Source material:
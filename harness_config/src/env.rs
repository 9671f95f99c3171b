//! Read-only access to environment variables.
//!
//! The loader never reads `std::env` directly; it goes through
//! [`Environment`] so tests (and embedders) can supply a fixed set of
//! variables without mutating the process environment.

use std::collections::{BTreeMap, HashMap};

/// Source of environment variables.
pub trait Environment {
    /// Returns the value of `key`, or `None` when it is not defined.
    ///
    /// A variable that is defined but empty returns `Some("")`.
    fn var(&self, key: &str) -> Option<String>;
}

/// The environment of the running process.
#[derive(Debug, Clone, Copy, Default)]
pub struct ProcessEnvironment;

impl Environment for ProcessEnvironment {
    fn var(&self, key: &str) -> Option<String> {
        std::env::var_os(key).map(|value| value.to_string_lossy().into_owned())
    }
}

impl Environment for BTreeMap<String, String> {
    fn var(&self, key: &str) -> Option<String> {
        self.get(key).cloned()
    }
}

impl<S: std::hash::BuildHasher> Environment for HashMap<String, String, S> {
    fn var(&self, key: &str) -> Option<String> {
        self.get(key).cloned()
    }
}

impl<E: Environment + ?Sized> Environment for &E {
    fn var(&self, key: &str) -> Option<String> {
        (**self).var(key)
    }
}

/// Returns the first non-empty value among `keys`, checked in order.
pub(crate) fn first_non_empty(env: &dyn Environment, keys: &[&str]) -> Option<String> {
    keys.iter()
        .filter_map(|key| env.var(key))
        .find(|value| !value.is_empty())
}

#[cfg(test)]
mod tests {
    use super::*;

    fn vars(pairs: &[(&str, &str)]) -> BTreeMap<String, String> {
        pairs
            .iter()
            .map(|(k, v)| ((*k).to_owned(), (*v).to_owned()))
            .collect()
    }

    #[test]
    fn first_non_empty_skips_blank_values() {
        let env = vars(&[("A", ""), ("B", "b"), ("C", "c")]);
        assert_eq!(first_non_empty(&env, &["A", "B", "C"]), Some("b".to_owned()));
    }

    #[test]
    fn first_non_empty_returns_none_when_nothing_is_set() {
        let env = vars(&[]);
        assert_eq!(first_non_empty(&env, &["A", "B"]), None);
    }

    #[test]
    fn references_delegate() {
        let env = vars(&[("KEY", "value")]);
        let by_ref: &dyn Environment = &env;
        assert_eq!((&by_ref).var("KEY"), Some("value".to_owned()));
    }
}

Aim of the exercise:
An unaltered copy of the listing above must form the answer.

Solution:
filename harness_config/src/env.rs
repository 9671f95f99c3171b
//! Read-only access to environment variables.
//!
//! The loader never reads `std::env` directly; it goes through
//! [`Environment`] so tests (and embedders) can supply a fixed set of
//! variables without mutating the process environment.

use std::collections::{BTreeMap, HashMap};

/// Source of environment variables.
pub trait Environment {
    /// Returns the value of `key`, or `None` when it is not defined.
    ///
    /// A variable that is defined but empty returns `Some("")`.
    fn var(&self, key: &str) -> Option<String>;
}

/// The environment of the running process.
#[derive(Debug, Clone, Copy, Default)]
pub struct ProcessEnvironment;

impl Environment for ProcessEnvironment {
    fn var(&self, key: &str) -> Option<String> {
        std::env::var_os(key).map(|value| value.to_string_lossy().into_owned())
    }
}

impl Environment for BTreeMap<String, String> {
    fn var(&self, key: &str) -> Option<String> {
        self.get(key).cloned()
    }
}

impl<S: std::hash::BuildHasher> Environment for HashMap<String, String, S> {
    fn var(&self, key: &str) -> Option<String> {
        self.get(key).cloned()
    }
}

impl<E: Environment + ?Sized> Environment for &E {
    fn var(&self, key: &str) -> Option<String> {
        (**self).var(key)
    }
}

/// Returns the first non-empty value among `keys`, checked in order.
pub(crate) fn first_non_empty(env: &dyn Environment, keys: &[&str]) -> Option<String> {
    keys.iter()
        .filter_map(|key| env.var(key))
        .find(|value| !value.is_empty())
}

#[cfg(test)]
mod tests {
    use super::*;

    fn vars(pairs: &[(&str, &str)]) -> BTreeMap<String, String> {
        pairs
            .iter()
            .map(|(k, v)| ((*k).to_owned(), (*v).to_owned()))
            .collect()
    }

    #[test]
    fn first_non_empty_skips_blank_values() {
        let env = vars(&[("A", ""), ("B", "b"), ("C", "c")]);
        assert_eq!(first_non_empty(&env, &["A", "B", "C"]), Some("b".to_owned()));
    }

    #[test]
    fn first_non_empty_returns_none_when_nothing_is_set() {
        let env = vars(&[]);
        assert_eq!(first_non_empty(&env, &["A", "B"]), None);
    }

    #[test]
    fn references_delegate() {
        let env = vars(&[("KEY", "value")]);
        let by_ref: &dyn Environment = &env;
        assert_eq!((&by_ref).var("KEY"), Some("value".to_owned()));
    }
}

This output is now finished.